By Don Quijones, Spain & Mexico, editor at WOLF STREET.

City of London-based financial institutions are intensifying their search for plan-B locations as concerns continue to rise about Brexit’s potential threat to their unfettered access to EU markets and workers. With an estimated 35% of London’s wholesale market activities forecast (by Brussels-based think-tank Breugel) to migrate across the English Channel in the coming years, the race is on to displace London.

However, as the competition for Brexit spoils intensifies, relations between euro nations are showing signs of strain. Tax-haven par excellence Luxembourg, equipped with a multi-lingual specialized workforce, is likely to be hot property in a post-Brexit world. The country’s competitive tax rates have already caught the eye of AIG, private equity giant Blackstone, and Lloyd’s of London, the world’s largest specialty insurance market, all of whom have expressed an interest in relocating part of their London operations there.

Luxembourg’s success has drawn the wrath of fellow Eurozone members like Ireland, which recently complained to the European Commission about “dangerous competition” from rival centers competing to host financial firms.

“Other cities in Europe are being very aggressive in trying to win business,” Eoghan Murphy, the minister in charge of promoting Dublin’s financial center, told Reuters. Murphy raised concerns about “creeping regulatory arbitrage,” a reference to undercutting rivals with lax rules, something about which the Irish republic knows a thing or two.

But it’s not just Europe’s tax havens that are vying to woo the world’s biggest financial institutions; also at it are some of the continent’s largest capitals.

Paris has promised to unfurl the red carpet for the City of London’s highest paid bankers by offering low tax rates and bank-friendly legislation while also seeking to grow as a clearing center. It’s in stark contrast to the combative stance France’s President Francois Hollande took against “the world of finance” – “my true opponent,” he called it – before winning national elections in 2012.

Since being in office, Hollande’s feelings have mellowed. In October last year, he even dispatched his Finance Minister Michel Sapin to New York to try to lure Wall Street banks like Goldman Sachs, Bank of America, and JP Morgan Chase to a newly liberalized Paris. But Sapin seemingly failed to impress, perhaps because he needed an interpreter to get his message across in English.

English-language facility is considered a key factor in banks’ post-Brexit relocation plans. It’s essential for attracting a global workforce. To that end, the financial market regulator in Madrid is strongly urging the 35 companies listed on Spain’s benchmark index to publish company reports and other information in both Spanish and English, with a view to making it mandatory in the future.
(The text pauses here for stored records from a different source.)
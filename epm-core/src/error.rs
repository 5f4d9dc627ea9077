// SPDX-License-Identifier: MPL-2.0

//! The error taxonomy: one `thiserror` enum per component,
//! aggregated into a single [`Error`] the CLI can bubble through `anyhow`.

use crate::manifest::Pkg;
use crate::version::{RangeParseError, Version, VersionParseError};
use thiserror::Error;

/// Errors from the registry layer (both V1 and V2).
#[derive(Error, Debug)]
pub enum RegistryError {
    /// `(author, name)` has no entry in the registry.
    #[error("package `{0}` not found in the registry")]
    NotFound(Pkg),

    /// A version was requested that the registry does not list.
    #[error("version {version} of `{pkg}` is not available; known versions: {known:?}")]
    VersionNotAvailable {
        /// The package in question.
        pkg: Pkg,
        /// The version that was requested.
        version: Version,
        /// The versions the registry actually knows about.
        known: Vec<Version>,
    },

    /// The on-disk `registry.dat` or the V2 index failed to parse.
    #[error("registry file `{path}` is corrupt and must be resynced: {reason}")]
    CorruptRegistry {
        /// Path to the file that failed to parse.
        path: String,
        /// Why parsing failed.
        reason: String,
    },

    /// A transient network failure while fetching registry data.
    #[error("network error fetching `{url}`")]
    Network {
        /// URL being fetched.
        url: String,
        /// Underlying transport error.
        #[source]
        source: Box<dyn std::error::Error + Send + Sync>,
    },

    /// No cached registry exists and the network is unavailable.
    #[error("offline and no cached registry is available")]
    OfflineRequired,

    /// A range string embedded in registry data failed to parse.
    #[error(transparent)]
    RangeParse(#[from] RangeParseError),

    /// A version string embedded in registry data failed to parse.
    #[error(transparent)]
    VersionParse(#[from] VersionParseError),

    /// Failure reading or writing a registry file.
    #[error("I/O error on `{path}`")]
    Io {
        /// Path being read or written.
        path: String,
        /// Underlying I/O error.
        #[source]
        source: std::io::Error,
    },

    /// Failure (de)serializing registry JSON payloads (V1 `/all-packages`).
    #[error(transparent)]
    Json(#[from] serde_json::Error),

    /// Failure reading the V2 zip archive.
    #[error("failed to read zip index `{path}`: {source}")]
    Zip {
        /// Path to the zip file.
        path: String,
        /// Underlying zip error.
        #[source]
        source: Box<dyn std::error::Error + Send + Sync>,
    },
}

/// Errors from the cache store.
#[derive(Error, Debug)]
pub enum CacheError {
    /// A cache directory exists but lacks a populated `src/`.
    #[error("cache entry `{0}/{1}/{2}` is corrupt (missing or empty src/)")]
    Corrupt(String, String, Version),

    /// Failure performing a filesystem operation on the cache.
    #[error("I/O error on `{path}`")]
    Io {
        /// Path being manipulated.
        path: String,
        /// Underlying I/O error.
        #[source]
        source: std::io::Error,
    },
}

/// Errors from the package fetcher.
#[derive(Error, Debug)]
pub enum FetchError {
    /// The downloaded archive's SHA-1 did not match the registry's hash.
    #[error("checksum mismatch for `{pkg}@{version}`: expected {expected}, got {actual}")]
    ChecksumMismatch {
        /// Package being fetched.
        pkg: Pkg,
        /// Version being fetched.
        version: Version,
        /// Hash the registry advertised.
        expected: String,
        /// Hash actually computed.
        actual: String,
    },

    /// A transient network failure while downloading a package.
    #[error("network error fetching `{url}`")]
    Network {
        /// URL being fetched.
        url: String,
        /// Underlying transport error.
        #[source]
        source: Box<dyn std::error::Error + Send + Sync>,
    },

    /// The archive had no entry containing an `elm.json`.
    #[error("archive `{0}` has no package root (no entry contains elm.json)")]
    NoPackageRoot(String),

    /// A zip entry attempted path traversal (`..` or an absolute path).
    #[error("zip entry `{0}` attempted path traversal")]
    PathTraversal(String),

    /// Failure reading the downloaded archive.
    #[error("failed to read archive `{path}`: {source}")]
    Archive {
        /// Path to the archive.
        path: String,
        /// Underlying zip error.
        #[source]
        source: Box<dyn std::error::Error + Send + Sync>,
    },

    /// Underlying cache-store failure while installing the fetched package.
    #[error(transparent)]
    Cache(#[from] CacheError),

    /// Failure performing a filesystem operation during fetch/extract.
    #[error("I/O error on `{path}`")]
    Io {
        /// Path being manipulated.
        path: String,
        /// Underlying I/O error.
        #[source]
        source: std::io::Error,
    },
}

/// Errors from the PubGrub resolver.
#[derive(Error, Debug)]
pub enum ResolveError {
    /// PubGrub's unit propagation derived the empty incompatibility.
    #[error("no solution found: {explanation}")]
    NoSolution {
        /// A rendered conflict derivation.
        explanation: String,
    },

    /// The dependency provider errored while the resolver was querying it.
    #[error(transparent)]
    Registry(#[from] RegistryError),

    /// The root package depended on itself.
    #[error("package `{0}` depends on itself")]
    SelfDependency(Pkg),
}

/// Errors from the plan applier.
#[derive(Error, Debug)]
pub enum PlanError {
    /// The atomic write-then-rename sequence failed.
    #[error("failed to write manifest `{path}`")]
    ManifestWrite {
        /// Path to the manifest.
        path: String,
        /// Underlying I/O error.
        #[source]
        source: std::io::Error,
    },

    /// Failure serializing the manifest back to JSON.
    #[error(transparent)]
    Json(#[from] serde_json::Error),
}

/// An `author/name` string that does not contain a `/`.
#[derive(Error, Debug)]
#[error("`{0}` is not a valid package name; expected \"author/name\"")]
pub struct InvalidPackageName(pub String);

/// Every error this crate can produce, aggregated so `epm-cli` can bubble
/// everything through one `anyhow::Result` at the command top level.
#[derive(Error, Debug)]
pub enum Error {
    /// See [`RegistryError`].
    #[error(transparent)]
    Registry(#[from] RegistryError),
    /// See [`CacheError`].
    #[error(transparent)]
    Cache(#[from] CacheError),
    /// See [`FetchError`].
    #[error(transparent)]
    Fetch(#[from] FetchError),
    /// See [`ResolveError`].
    #[error(transparent)]
    Resolve(#[from] ResolveError),
    /// See [`PlanError`].
    #[error(transparent)]
    Plan(#[from] PlanError),
    /// See [`VersionParseError`].
    #[error(transparent)]
    VersionParse(#[from] VersionParseError),
    /// See [`RangeParseError`].
    #[error(transparent)]
    RangeParse(#[from] RangeParseError),
    /// An `author/name` argument did not parse.
    #[error(transparent)]
    InvalidPackageName(#[from] InvalidPackageName),
}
Madrid is also keen to flaunt its abundant stock of commercial and residential real estate, something Dublin sorely lacks. Madrid currently has 250,000 square meters of office space but that could rise to as much as a million in two years’ time, when Brexit negotiations are expected to have terminated, said Ricardo Martí Fluxá, the president of Spain’s Association of Real Estate Consultants. That’s a four-fold expansion in just two years — proof, if ever needed, that Spain’s real estate industry is back on its feet.

The newly built flats and offices will need occupants. In an attempt to find them, Marí Fluxá will participate in an event at Spain’s London embassy in early April with Spanish diplomats, civil servants and senior figures representing City-based firms. As Spanish daily El Economista bluntly puts it, the meeting has one sole aim: to “steal away” firms from the City.

Madrid also hopes to bag an important financial institution, such as, say, the European Banking Authority (EBA), in the knowledge that proximity to major seats of political, judiciary and regulatory power is an essential source of competitive advantage for major financial institutions. It’s one of the main reasons why London, once the center of the world’ biggest empire, has served as one of the world’s top-three financial capitals for the last 200 years. It is also the main reason why, if the City of London does fall from grace, the biggest beneficiary is likely to be Frankfurt, which is already home to Europe’s most powerful financial institution, the ECB.

The fact that Germany also enjoys more influence over European economic policy-making than any other EU Member State would certainly be an added enticement for the world’s biggest financial institutions. Over 70% of respondents to an Ernst & Young survey said they expect Frankfurt to come out on top in the race to displace London.

But such a move is unlikely to be welcomed by many other European countries, especially those in the South where resentment over Germany’s influence over their economies is already running high. Nowhere is that more so than in Italy whose government is also trying to entice City-based firms to Milan, despite the fact that its own financial sector is hanging by a thread.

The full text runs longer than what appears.